(Collected data entries)
'''
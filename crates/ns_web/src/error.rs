use axum::http::StatusCode;
use axum::response::{IntoResponse, Response};
use axum::Json;
use serde_json::json;
use thiserror::Error;

#[derive(Debug, Error)]
pub enum ApiError {
    #[error("{0}")]
    NotFound(String),

    #[error(transparent)]
    Pipeline(#[from] ns_core::Error),
}

impl ApiError {
    pub fn status(&self) -> StatusCode {
        match self {
            ApiError::NotFound(_) => StatusCode::NOT_FOUND,
            ApiError::Pipeline(ns_core::Error::InvalidInput(_)) => StatusCode::BAD_REQUEST,
            ApiError::Pipeline(ns_core::Error::Fetch(_)) => StatusCode::BAD_GATEWAY,
            ApiError::Pipeline(_) => StatusCode::INTERNAL_SERVER_ERROR,
        }
    }
}

impl IntoResponse for ApiError {
    fn into_response(self) -> Response {
        let status = self.status();
        if status.is_server_error() {
            tracing::error!("❌ {}", self);
        } else {
            tracing::warn!("⚠️ {}", self);
        }
        (status, Json(json!({ "detail": self.to_string() }))).into_response()
    }
}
'''
Problem = Once more, give all the records exactly as they were written.

Your solution =
filename crates/ns_web/src/error.rs
use axum::http::StatusCode;
use axum::response::{IntoResponse, Response};
use axum::Json;
use serde_json::json;
use thiserror::Error;

#[derive(Debug, Error)]
pub enum ApiError {
    #[error("{0}")]
    NotFound(String),

    #[error(transparent)]
    Pipeline(#[from] ns_core::Error),
}

impl ApiError {
    pub fn status(&self) -> StatusCode {
        match self {
            ApiError::NotFound(_) => StatusCode::NOT_FOUND,
            ApiError::Pipeline(ns_core::Error::InvalidInput(_)) => StatusCode::BAD_REQUEST,
            ApiError::Pipeline(ns_core::Error::Fetch(_)) => StatusCode::BAD_GATEWAY,
            ApiError::Pipeline(_) => StatusCode::INTERNAL_SERVER_ERROR,
        }
    }
}

impl IntoResponse for ApiError {
    fn into_response(self) -> Response {
        let status = self.status();
        if status.is_server_error() {
            tracing::error!("❌ {}", self);
        } else {
            tracing::warn!("⚠️ {}", self);
        }
        (status, Json(json!({ "detail": self.to_string() }))).into_response()
    }
}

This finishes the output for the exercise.